作者您好,我在跑predict.py的时候时间过长,在加载完数据集后报了一个warning:RuntimeWarning: invalid value encountered in true_divide,查看报错位置是t = a + (bands[i, :, :] - c) * (b - a) / (d - c),目前加了代码np.seterr(divide='ignore',invalid='ignore')忽略这个报错,但是还是时间过长,没有结果。

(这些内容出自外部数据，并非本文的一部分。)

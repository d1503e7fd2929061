// Copyright 2025-present Harīṣh Tummalachērla
// SPDX-License-Identifier: Apache-2.0

//! Text analysis: sentences, word tokens, and part-of-speech tags.
//!
//! The corpus and the query go through the same word tokenizer, so whatever a
//! model word looks like, a query token can spell it identically. No stemming
//! and no case folding happens here: highlighting later searches the raw field
//! text for the model word verbatim, so the surface form has to survive.

mod tagger;
mod tokenizer;

pub use tagger::*;
pub use tokenizer::*;
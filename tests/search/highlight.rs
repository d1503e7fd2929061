//! Result titles: which field and which word the excerpt comes from.

use super::common::{make_full_breed, siamese_entry, DATA_INDEX};
use whisker::{
    build_index, highlight_word, search, select_title, CatalogEntry, Highlight, SynonymTable,
};

fn assert_reassembles(h: &Highlight) {
    assert_eq!(format!("{}{}{}", h.excerpt1, h.highlight_word, h.excerpt2), h.excerpt);
    assert_eq!(h.index, h.excerpt1.len());
}

#[test]
fn test_siamese_title_excerpt() {
    let index = build_index(vec![siamese_entry()], &SynonymTable::new()).unwrap();
    let results = search(&index, "talkative").unwrap();
    let title = results[0].title.as_ref().unwrap();

    assert_reassembles(title);
    assert_eq!(title.excerpt, "... cats are very talkative.");
    assert_eq!(title.excerpt1, "... cats are very ");
    assert_eq!(title.excerpt2, ".");
}

#[test]
fn test_did_you_know_preferred_over_description() {
    let catalog = vec![CatalogEntry::new(
        "Bengal",
        make_full_breed(
            "Large",
            "Short",
            "Spotted",
            "Bengals like water bowls.",
            "Bengals swim in water happily.",
        ),
    )];
    let index = build_index(catalog, &SynonymTable::new()).unwrap();
    let results = search(&index, "water").unwrap();
    let title = results[0].title.as_ref().unwrap();
    assert!(title.excerpt.contains("swim in water"));
}

#[test]
fn test_falls_back_to_description() {
    let results = search(&DATA_INDEX, "climbers").unwrap();
    let bengal = results.iter().find(|r| r.key == "Bengal").unwrap();
    let title = bengal.title.as_ref().unwrap();

    assert_reassembles(title);
    assert_eq!(title.highlight_word, "climbers");
    assert!(title.excerpt1.ends_with("playful "));
    assert!(title.excerpt.starts_with("..."));
}

#[test]
fn test_every_data_result_reassembles() {
    for query in ["talkative", "coat", "water", "lap", "swimmers", "legend"] {
        for result in search(&DATA_INDEX, query).unwrap() {
            if let Some(title) = &result.title {
                assert_reassembles(title);
            }
        }
    }
}

#[test]
fn test_select_title_without_spotlight_uses_first_word() {
    let index = build_index(vec![siamese_entry()], &SynonymTable::new()).unwrap();
    let entity = index.entity("Siamese").unwrap();
    let first = entity.model.first().unwrap().word.clone();

    let title = select_title(entity, None).unwrap();
    assert_eq!(title.highlight_word, first);
}

#[test]
fn test_long_field_clipped_on_both_sides() {
    let text = "Maine Coons are gentle giants that follow their people from room to room \
                and chirp at birds through the window every single morning.";
    let h = highlight_word(text, "room").unwrap();
    assert_reassembles(&h);
    assert!(h.excerpt.starts_with("..."));
    assert!(h.excerpt.ends_with("..."));
    assert!(h.excerpt.len() < text.len());
}
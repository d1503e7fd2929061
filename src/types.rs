// Copyright 2025-present Harīṣh Tummalachērla
// SPDX-License-Identifier: Apache-2.0

//! The building blocks of a search index.
//!
//! A catalog entry goes in as a [`BreedRecord`] (five free-text fields) and
//! comes out of preprocessing as an [`Entity`]: the joined paragraph, its
//! sentences, and a [`WordModel`] of weighted keywords. Everything here is
//! immutable once the index is built. Per-query numbers live in
//! `search::EntityScore`, never on these types.
//!
//! # Invariants
//!
//! - **Entity**: `paragraph_id` equals the entity's position in the index and
//!   never changes for the lifetime of the index.
//! - **WordModel**: keys are unique. Re-inserting a word replaces its entry
//!   but keeps its original position, so iteration order is first-insertion
//!   order.

use crate::text::{PosTag, TaggedWord};
use serde::ser::{Serialize, SerializeMap, Serializer};
use serde::Deserialize;
use std::collections::HashMap;

// =============================================================================
// INPUT TYPES
// =============================================================================

/// The raw text of one catalog item.
///
/// All five fields are required in the catalog file, but any of them may be
/// empty. An empty record simply never matches.
#[derive(Debug, Clone, Default, PartialEq, Eq, serde::Serialize, Deserialize)]
pub struct BreedRecord {
    pub size: String,
    pub coat: String,
    pub color: String,
    pub description: String,
    pub did_you_know: String,
}

/// A catalog item with its identity (the breed name).
#[derive(Debug, Clone, PartialEq, Eq)]
pub struct CatalogEntry {
    pub key: String,
    pub breed: BreedRecord,
}

impl CatalogEntry {
    pub fn new(key: impl Into<String>, breed: BreedRecord) -> Self {
        CatalogEntry {
            key: key.into(),
            breed,
        }
    }
}

// =============================================================================
// DERIVED TYPES
// =============================================================================

/// One sentence of an entity's paragraph.
#[derive(Debug, Clone, PartialEq, serde::Serialize)]
#[serde(rename_all = "camelCase")]
pub struct Sentence {
    pub text: String,
    pub words: Vec<String>,
    pub model_words: Vec<TaggedWord>,
}

/// A keyword of an entity, with its build-time weight and synonyms.
#[derive(Debug, Clone, PartialEq, serde::Serialize)]
pub struct ModelWord {
    pub word: String,
    pub pos: PosTag,
    /// TF-IDF of `word` in this entity's paragraph against the whole corpus.
    pub weight: f64,
    pub synonyms: Vec<String>,
}

impl ModelWord {
    /// A freshly extracted word: no weight and no synonyms yet.
    pub fn unweighted(tagged: &TaggedWord) -> Self {
        ModelWord {
            word: tagged.word.clone(),
            pos: tagged.pos,
            weight: 0.0,
            synonyms: Vec::new(),
        }
    }
}

/// Insertion-ordered map of word → [`ModelWord`].
#[derive(Debug, Clone, Default, PartialEq)]
pub struct WordModel {
    entries: Vec<ModelWord>,
    positions: HashMap<String, usize>,
}

impl WordModel {
    pub fn new() -> Self {
        Self::default()
    }

    /// Insert or overwrite. An overwritten word keeps its original slot.
    pub fn insert(&mut self, entry: ModelWord) {
        match self.positions.get(&entry.word) {
            Some(&slot) => self.entries[slot] = entry,
            None => {
                self.positions.insert(entry.word.clone(), self.entries.len());
                self.entries.push(entry);
            }
        }
    }

    pub fn get(&self, word: &str) -> Option<&ModelWord> {
        self.positions.get(word).map(|&slot| &self.entries[slot])
    }

    pub fn contains(&self, word: &str) -> bool {
        self.positions.contains_key(word)
    }

    /// First word in iteration order.
    pub fn first(&self) -> Option<&ModelWord> {
        self.entries.first()
    }

    pub fn iter(&self) -> std::slice::Iter<'_, ModelWord> {
        self.entries.iter()
    }

    pub(crate) fn iter_mut(&mut self) -> std::slice::IterMut<'_, ModelWord> {
        self.entries.iter_mut()
    }

    pub fn len(&self) -> usize {
        self.entries.len()
    }

    pub fn is_empty(&self) -> bool {
        self.entries.is_empty()
    }
}

impl<'a> IntoIterator for &'a WordModel {
    type Item = &'a ModelWord;
    type IntoIter = std::slice::Iter<'a, ModelWord>;

    fn into_iter(self) -> Self::IntoIter {
        self.iter()
    }
}

impl Serialize for WordModel {
    fn serialize<S: Serializer>(&self, serializer: S) -> Result<S::Ok, S::Error> {
        let mut map = serializer.serialize_map(Some(self.entries.len()))?;
        for entry in &self.entries {
            map.serialize_entry(&entry.word, entry)?;
        }
        map.end()
    }
}

/// A preprocessed catalog item.
#[derive(Debug, Clone, serde::Serialize)]
#[serde(rename_all = "camelCase")]
pub struct Entity {
    pub key: String,
    pub breed: BreedRecord,
    pub paragraph: String,
    pub paragraph_id: usize,
    pub sentences: Vec<Sentence>,
    pub model: WordModel,
}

请问您有遇到过这个问题以及解决办法吗T-T

出错地方是将源数据格式uint16转成uint8,这段代码:

def uint16to8(bands, lower_percent=0.001, higher_percent=99.999): 
    out = np.zeros_like(bands,dtype = np.uint8) 
    n = bands.shape[0] 
    for i in range(n): 
        a = 0 # np.min(band) 
        b = 255 # np.max(band) 
        c = np.percentile(bands[i, :, :], lower_percent) 
        d = np.percentile(bands[i, :, :], higher_percent) 
        
        t = a + (bands[i, :, :] - c) * (b - a) / (d - c) 
        t[t<a] = a 
        t[t>b] = b 
        out[i, :, :] = t 
    return out  

实在不好意思,由于我不做这个项目了,手边也没有数据集,无法运行predict.py,但是我还是可以提供一些解决方法:

  1. 应该是(d - c) 这个项中出现了0值,所以进行除法的时候就会寄掉,可以尝试问问GPT或者NEW BING来看看相关解决方法,这里我个人觉得一个最直接的办法就是将
t = a + (bands[i, :, :] - c) * (b - a) / (d - c) 

改成

t = a + (bands[i, :, :] - c) * (b - a) / (d - c + 1e-9) 

直接增加一个很小的数来避免除以0,但是不知道会不会造成不可预料的后果,你可以先试试,这个方法不行的话,再去问问GPT。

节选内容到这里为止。